Acute lung injury (ALI) is an acute inflammatory process arises from a wide range of lung insults. A major cause of ALI is dysfunction of the pulmonary vascular endothelial barrier but the mechanisms involved are incompletely understood. The therapeutic potential of histone deacetylase (HDAC) inhibitors for the treatment of cardiovascular and inflammatory diseases is increasingly apparent, but the mechanisms by which HDACs regulate pulmonary vascular barrier function remain to be resolved.

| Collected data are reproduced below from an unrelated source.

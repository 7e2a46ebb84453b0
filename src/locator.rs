//! Discovery of result artifacts beneath a project tree.

use std::ffi::OsStr;
use std::path::{Component, Path, PathBuf};

use walkdir::WalkDir;

use crate::project::is_marker;

/// Where artifacts may live relative to the search root.
#[derive(Clone, Copy, Debug, PartialEq, Eq)]
pub enum SearchScope {
    /// Only files nested at any depth beneath a directory named like the marker.
    UnderMarker,
    /// Any file with the expected extension.
    Anywhere,
}

/// Finds artifacts by extension beneath directories named after a marker.
///
/// Marker and extension comparisons ignore ASCII case. Entries are visited in
/// file name order so logs are reproducible between runs on one machine.
#[derive(Clone, Debug)]
pub struct ArtifactLocator {
    /// Directory name that marks a simulation folder.
    marker: String,
    /// Expected file extension, without the leading dot.
    extension: String,
    /// Whether the marker is required.
    scope: SearchScope,
}

impl ArtifactLocator {
    /// Create a locator for `extension` files under `marker` directories.
    #[must_use]
    pub fn new(marker: impl Into<String>, extension: impl Into<String>) -> Self {
        Self {
            marker: marker.into(),
            extension: extension.into().trim_start_matches('.').to_owned(),
            scope: SearchScope::UnderMarker,
        }
    }

    /// Change the search scope.
    #[must_use]
    pub fn with_scope(mut self, scope: SearchScope) -> Self {
        self.scope = scope;
        self
    }

    /// Return every matching artifact beneath `root`.
    ///
    /// An empty result is not an error. Unreadable sub-directories are logged
    /// and skipped.
    #[must_use]
    pub fn locate(&self, root: &Path) -> Vec<PathBuf> {
        let mut found = Vec::new();
        for entry in WalkDir::new(root).sort_by_file_name() {
            let entry = match entry {
                Ok(entry) => entry,
                Err(e) => {
                    tracing::warn!(error = %e, "Skipping unreadable directory entry");
                    continue;
                }
            };
            if !entry.file_type().is_file() || !self.has_extension(entry.path()) {
                continue;
            }
            if self.scope == SearchScope::UnderMarker && !self.under_marker(root, entry.path()) {
                continue;
            }
            found.push(entry.into_path());
        }
        tracing::debug!(root = %root.display(), count = found.len(), "Artifact search finished");
        found
    }

    /// Whether the file carries the expected extension.
    fn has_extension(&self, path: &Path) -> bool {
        path.extension()
            .and_then(OsStr::to_str)
            .map_or(false, |ext| ext.eq_ignore_ascii_case(&self.extension))
    }

    /// Whether a directory between `root` and the file is named like the marker.
    fn under_marker(&self, root: &Path, path: &Path) -> bool {
        let Ok(relative) = path.strip_prefix(root) else {
            return false;
        };
        relative
            .parent()
            .map_or(false, |dirs| {
                dirs.components().any(|component| match component {
                    Component::Normal(name) => is_marker(name, &self.marker),
                    _ => false,
                })
            })
    }
}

We found that specific Class IIa HDACs inhibitor, TMP269, significantly attenuated the lipopolysaccharide (LPS)-induced human lung microvascular endothelial cells (HLMVEC) barrier compromise in vitro and improved vascular barrier integrity and lung function in murine model of ALI in vivo. TMP269 decreased LPS-induced myosin light chain phosphorylation suggesting the role for Class IIa HDACs in LPS-induced cytoskeleton reorganization. TMP269 did not affect microtubule structure and tubulin acetylation in contrast to the HDAC6-specific inhibitor, Tubastatin A suggesting that Class IIa HDACs and HDAC6 (Class IIb) regulate endothelial cytoskeleton and permeability via different mechanisms. Furthermore, LPS increased the expression of ArgBP2 which has recently been attributed to HDAC-mediated activation of Rho. Depletion of ArgBP2 abolished the ability of LPS to disrupt barrier function in HLMVEC and both TMP269 and Tubastatin A decreased the level of ArgBP2 expression after LPS stimulation suggesting that both Class IIa and IIb HDACs regulate endothelial permeability via ArgBP2-dependent mechanism. Collectively, our data strongly suggest that Class IIa HDACs are involved in LPS-induced ALI in vitro and in vivo via specific mechanism which involved contractile responses, but not microtubule reorganization.